Here we go again with another aging-old-man-learning-to-express-himself movie. With Robert Redford (Spy Game) in the lead as a jaded cowboy unable to recover from his son’s death, and Morgan Freeman (Million Dollar Baby) as his sidekick, you know where this is heading. Throw in the always-dubious casting of Jennifer Lopez (Shall We Dance), and you can be sure that while this film might make the bucks, it won’t change your life.
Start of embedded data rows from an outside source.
// ── Building-name resolution ──
//
// The portal reports facility codes; the two CSV exports map them to
// human-readable building names. Rows are kept in load order (primary
// table, then custom table) and lookups scan linearly, so the primary
// table wins whenever both define a code.

use std::collections::HashSet;
use std::io::Read;
use std::path::Path;

use serde::{Deserialize, Serialize};
use tracing::{debug, warn};

use crate::config::BuildingSources;
use crate::error::CoreError;

/// One row of a building table.
#[derive(Debug, Clone, PartialEq, Eq, Serialize, Deserialize)]
pub struct BuildingEntry {
    #[serde(rename = "FacilityCode", alias = "FDX Code")]
    pub facility_code: String,
    #[serde(rename = "BuildingName", alias = "Building Name")]
    pub building_name: String,
}

/// Ordered facility-code → building-name table.
#[derive(Debug, Clone, Default)]
pub struct BuildingNameMap {
    entries: Vec<BuildingEntry>,
}

impl BuildingNameMap {
    /// Load the primary table, then the custom table. No deduplication.
    pub fn load<A: Read, B: Read>(primary: A, custom: B) -> Result<Self, CoreError> {
        let mut entries = read_table(primary, "primary building table")?;
        entries.extend(read_table(custom, "custom building table")?);
        let map = Self { entries };
        map.report_collisions();
        Ok(map)
    }

    /// Load both tables from disk.
    pub fn load_paths(primary: &Path, custom: &Path) -> Result<Self, CoreError> {
        let mut entries = read_path(primary)?;
        entries.extend(read_path(custom)?);
        let map = Self { entries };
        debug!(
            primary = %primary.display(),
            custom = %custom.display(),
            entries = map.len(),
            "building tables loaded"
        );
        map.report_collisions();
        Ok(map)
    }

    pub fn load_sources(sources: &BuildingSources) -> Result<Self, CoreError> {
        Self::load_paths(&sources.primary, &sources.custom)
    }

    /// Building name for `code`, first match in load order. Unknown codes
    /// come back unchanged.
    pub fn resolve<'a>(&'a self, code: &'a str) -> &'a str {
        self.entries
            .iter()
            .find(|entry| entry.facility_code == code)
            .map_or(code, |entry| entry.building_name.as_str())
    }

    pub fn len(&self) -> usize {
        self.entries.len()
    }

    pub fn is_empty(&self) -> bool {
        self.entries.is_empty()
    }

    /// Codes defined more than once, in first-seen order.
    pub fn collisions(&self) -> Vec<&str> {
        let mut seen = HashSet::new();
        let mut reported = HashSet::new();
        let mut out = Vec::new();
        for entry in &self.entries {
            let code = entry.facility_code.as_str();
            if !seen.insert(code) && reported.insert(code) {
                out.push(code);
            }
        }
        out
    }

    fn report_collisions(&self) {
        for code in self.collisions() {
            warn!(
                code,
                resolved = self.resolve(code),
                "facility code defined more than once; the first definition wins"
            );
        }
    }
}

fn read_table<R: Read>(source: R, origin: &str) -> Result<Vec<BuildingEntry>, CoreError> {
    let mut reader = csv::ReaderBuilder::new()
        .trim(csv::Trim::All)
        .from_reader(source);
    collect_rows(&mut reader, origin)
}

fn read_path(path: &Path) -> Result<Vec<BuildingEntry>, CoreError> {
    let origin = path.display().to_string();
    let mut reader = csv::ReaderBuilder::new()
        .trim(csv::Trim::All)
        .from_path(path)
        .map_err(|source| CoreError::BuildingTable {
            origin: origin.clone(),
            source,
        })?;
    collect_rows(&mut reader, &origin)
}

fn collect_rows<R: Read>(
    reader: &mut csv::Reader<R>,
    origin: &str,
) -> Result<Vec<BuildingEntry>, CoreError> {
    reader
        .deserialize()
        .collect::<Result<Vec<BuildingEntry>, _>>()
        .map_err(|source| CoreError::BuildingTable {
            origin: origin.to_owned(),
            source,
        })
}

#[cfg(test)]
#[allow(clippy::unwrap_used)]
mod tests {
    use super::*;
    use std::io::Write;

    const PRIMARY: &str = "FacilityCode,BuildingName\nK05,Kemper Hall\nA12,Academic Surge\n";
    const CUSTOM: &str = "FacilityCode,BuildingName\nK05,Kemper (custom)\nT99,Test Annex\n";

    fn map() -> BuildingNameMap {
        BuildingNameMap::load(PRIMARY.as_bytes(), CUSTOM.as_bytes()).unwrap()
    }

    #[test]
    fn unknown_code_is_returned_unchanged() {
        assert_eq!(map().resolve("ZZ9"), "ZZ9");
        assert_eq!(map().resolve(""), "");
    }

    #[test]
    fn primary_table_wins_on_collision() {
        let map = map();
        assert_eq!(map.resolve("K05"), "Kemper Hall");
        assert_eq!(map.resolve("T99"), "Test Annex");
        assert_eq!(map.len(), 4);
        assert_eq!(map.collisions(), vec!["K05"]);
    }

    #[test]
    fn export_headers_are_accepted() {
        let primary = "FDX Code,Building Name,Campus\n  B01 , Bainer Hall ,Davis\n";
        let custom = "FDX Code,Building Name\n";
        let map = BuildingNameMap::load(primary.as_bytes(), custom.as_bytes()).unwrap();
        assert_eq!(map.resolve("B01"), "Bainer Hall");
        assert!(map.collisions().is_empty());
    }

    #[test]
    fn missing_column_reports_origin() {
        let err = BuildingNameMap::load("Code,Name\nK05,Kemper\n".as_bytes(), CUSTOM.as_bytes())
            .unwrap_err();
        match err {
            CoreError::BuildingTable { origin, .. } => assert_eq!(origin, "primary building table"),
            other => panic!("expected BuildingTable, got: {other:?}"),
        }
    }

    #[test]
    fn loads_from_files() {
        let dir = tempfile::tempdir().unwrap();
        let primary = dir.path().join("Buildings.csv");
        let custom = dir.path().join("CustomBuildings.csv");
        std::fs::File::create(&primary)
            .unwrap()
            .write_all(PRIMARY.as_bytes())
            .unwrap();
        std::fs::File::create(&custom)
            .unwrap()
            .write_all(CUSTOM.as_bytes())
            .unwrap();

        let sources = BuildingSources {
            primary,
            custom: custom.clone(),
        };
        let map = BuildingNameMap::load_sources(&sources).unwrap();
        assert_eq!(map.resolve("A12"), "Academic Surge");

        let missing = BuildingNameMap::load_paths(&dir.path().join("nope.csv"), &custom);
        assert!(matches!(missing, Err(CoreError::BuildingTable { .. })));
    }
}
Einar (Redford) harbors a grudge against his daughter-in-law (Lopez) that he has never confronted—until she returns 11 years later with the granddaughter he didn’t know he had (Becca Gardner, Whatever Happened to Alice). Through forced circumstances, the three come to an understanding, and Einar must open up old wounds and begin to accept the hand fate has dealt him. Think the first half of Million Dollar Baby—as the granddaughter tries to forge a relationship with her unwilling grandfather until, despite himself, Einar finds he really cares for her. Freeman practically plays the same character he played in the earlier and better film (the injured sidekick wisely overseeing his friend’s increasing bitterness). Chuck in some simplistic symbolism involving a bear and this is about as close to meaningful as large-scale Hollywood movies can get.
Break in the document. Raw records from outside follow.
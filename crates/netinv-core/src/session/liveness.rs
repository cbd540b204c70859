// ── Liveness check ──
//
// The portal gives no session API; the only reliable signal is the title of
// its base page. An authenticated session renders the VLAN summary, every
// other outcome (login form, CAS error, expired cookie) renders something
// else.

use std::sync::LazyLock;

use scraper::{Html, Selector};

/// Exact title of the authenticated VLAN summary page, surrounding spaces
/// included.
pub const LIVENESS_MARKER: &str = " VLAN SUMMARY ";

/// Looser fragment polled for in the browser title right after login.
pub const MARKER_FRAGMENT: &str = "VLAN SUMMARY";

static TITLE: LazyLock<Selector> =
    LazyLock::new(|| Selector::parse("title").expect("static selector"));

/// Text of the first `<title>` element, untrimmed. `None` if the document
/// has no title.
pub fn page_title(page: &str) -> Option<String> {
    let document = Html::parse_document(page);
    document
        .select(&TITLE)
        .next()
        .map(|title| title.text().collect())
}

/// `true` only when the page title equals [`LIVENESS_MARKER`] exactly.
pub fn is_live(page: &str) -> bool {
    page_title(page).is_some_and(|title| is_live_title(&title))
}

pub fn is_live_title(title: &str) -> bool {
    title == LIVENESS_MARKER
}

#[cfg(test)]
mod tests {
    use super::*;

    fn page(title: &str) -> String {
        format!("<html><head><title>{title}</title></head><body></body></html>")
    }

    #[test]
    fn exact_marker_is_live() {
        assert!(is_live(&page(" VLAN SUMMARY ")));
    }

    #[test]
    fn near_misses_are_not_live() {
        assert!(!is_live(&page("VLAN SUMMARY")));
        assert!(!is_live(&page("")));
        assert!(!is_live(&page("Central Authentication Service")));
        assert!(!is_live(&page("  VLAN SUMMARY  ")));
        assert!(!is_live("<html><body><pre>VLAN SUMMARY</pre></body></html>"));
    }

    #[test]
    fn title_is_returned_untrimmed() {
        assert_eq!(page_title(&page(" VLAN SUMMARY ")).as_deref(), Some(" VLAN SUMMARY "));
        assert_eq!(page_title("<p>no head</p>"), None);
    }
}
//! `netinv vlans`

use netinv_api::DriverLauncher;
use netinv_core::{Inventory, VlanRecord};
use tabled::Tabled;

use crate::cli::GlobalOpts;
use crate::error::CliError;
use crate::output;

// ── Table row ───────────────────────────────────────────────────────

#[derive(Tabled)]
struct VlanRow {
    #[tabled(rename = "VLAN")]
    name: String,
    #[tabled(rename = "Tag")]
    tag: String,
    #[tabled(rename = "Subnet")]
    subnet: String,
}

impl From<&VlanRecord> for VlanRow {
    fn from(v: &VlanRecord) -> Self {
        Self {
            name: v.name.clone(),
            tag: v.tag.clone(),
            subnet: v.subnet.clone(),
        }
    }
}

// ── Handler ─────────────────────────────────────────────────────────

pub async fn handle<L: DriverLauncher>(
    inventory: &Inventory<L>,
    global: &GlobalOpts,
) -> Result<(), CliError> {
    let out = inventory.vlans().await?;
    super::note_issues(&out, "VLANs", global);

    let rendered = output::render_list(
        &global.output,
        &out.records,
        |v| VlanRow::from(v),
        |v| v.name.clone(),
    );
    output::print_output(&rendered, global.quiet);
    Ok(())
}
There’s nothing new here that we haven’t seen before but, for all our complaints, it’s really not that bad. Casting Oscar-winning stars does guarantee some quality control. Redford and Freeman give strong performances. J. Lo is still trying to prove she really is from the block, and she fares better than expected here. Camryn Manheim (TV’s The Practice) as waitress Nina has one moving scene that adds another level to her talent above the melodramatic stuff she was doing in The Practice. The addition of the gorgeous Josh Lucas (Stealth) as the town sheriff doesn’t hurt either.
This film is like a bucket of popcorn: Light, easy to digest and enough to keep you mindlessly plodding along until it’s finished. It’s disappointing that director Lasse Hallström hasn’t created something as rich or rewarding as his earlier Chocolat, but for something to accompany a bucket of popcorn, we have definitely seen worse.